Corre, agiliza sus pies embarrados, salta. Mirando hacia la
izquierda la ciudad lo condena en grises. Un giro hacia la derecha es la niebla lo
invade. Corre, corre tras el frío. La nieve ha comenzando a helar sus manos,
sus ojos cristalinos derraman lágrimas sin tristeza, sus mejillas no se mueven
y de su boca germinan agitados suspiros. Corre, corre sediento. Su corazón ha
latido sin cesar, la nariz se colorea rojiza, tiritan sus dientes. Corre, corre
impaciente. El reloj consume más vueltas, huye de su ahora. Un impulso interno
lo apura, un gesto de cansancio lo arrincona a la derrota. Corre. Los autos se
conducen a ritmos imprevistos, desconoce el ruido del cosmos, sólo se escucha un
respirar profundo y zapatos mojados sobre un resbaladizo asfalto. Corre, corre
muchacho. Los últimos metros se han fijado eternos, sus labios simulan hielo.

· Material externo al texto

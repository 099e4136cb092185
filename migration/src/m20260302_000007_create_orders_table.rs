use sea_orm_migration::{prelude::*, schema::*};

use super::{
    m20260301_000001_create_restaurant_table::Restaurant,
    m20260301_000002_create_user_table::User,
};

#[derive(DeriveMigrationName)]
pub struct Migration;

#[async_trait::async_trait]
impl MigrationTrait for Migration {
    async fn up(&self, manager: &SchemaManager) -> Result<(), DbErr> {
        manager
            .create_table(
                Table::create()
                    .table(Orders::Table)
                    .if_not_exists()
                    .col(pk_auto(Orders::Id))
                    .col(integer_null(Orders::UserId))
                    .col(integer_null(Orders::RestaurantId))
                    .col(string_len(Orders::PaymentType, 16).default("offline"))
                    .col(string_len(Orders::Status, 16).default("not_payment"))
                    .col(big_integer(Orders::DiscountAmount).default(0))
                    .col(big_integer(Orders::TotalPrice))
                    .col(json(Orders::Detail))
                    .col(timestamp_with_time_zone(Orders::CreatedAt).default(Expr::current_timestamp()))
                    .foreign_key(
                        ForeignKey::create()
                            .name("fk_orders_user_id")
                            .from(Orders::Table, Orders::UserId)
                            .to(User::Table, User::Id)
                            .on_delete(ForeignKeyAction::SetNull)
                            .on_update(ForeignKeyAction::Cascade),
                    )
                    .foreign_key(
                        ForeignKey::create()
                            .name("fk_orders_restaurant_id")
                            .from(Orders::Table, Orders::RestaurantId)
                            .to(Restaurant::Table, Restaurant::Id)
                            .on_delete(ForeignKeyAction::SetNull)
                            .on_update(ForeignKeyAction::Cascade),
                    )
                    .to_owned(),
            )
            .await
    }

    async fn down(&self, manager: &SchemaManager) -> Result<(), DbErr> {
        manager
            .drop_table(Table::drop().table(Orders::Table).to_owned())
            .await
    }
}

#[derive(DeriveIden)]
pub enum Orders {
    Table,
    Id,
    UserId,
    RestaurantId,
    PaymentType,
    Status,
    DiscountAmount,
    TotalPrice,
    Detail,
    CreatedAt,
}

Vislumbra aquella esquina, con la vanguardia de sus casas, el esplendor de sus faros
misteriosos y su azul temporal. Corre, llega victorioso. Frena. La calidez de
aquel café lo seduce en olores entrañables, lo entusiasma en calor intenso, lo
invita, lo obliga. Entra.
Han pasado diez inviernos y los testigos afirman que aún no se han mirado.
Han pasado diez inviernos y los testigos afirman que aún no se han mirado.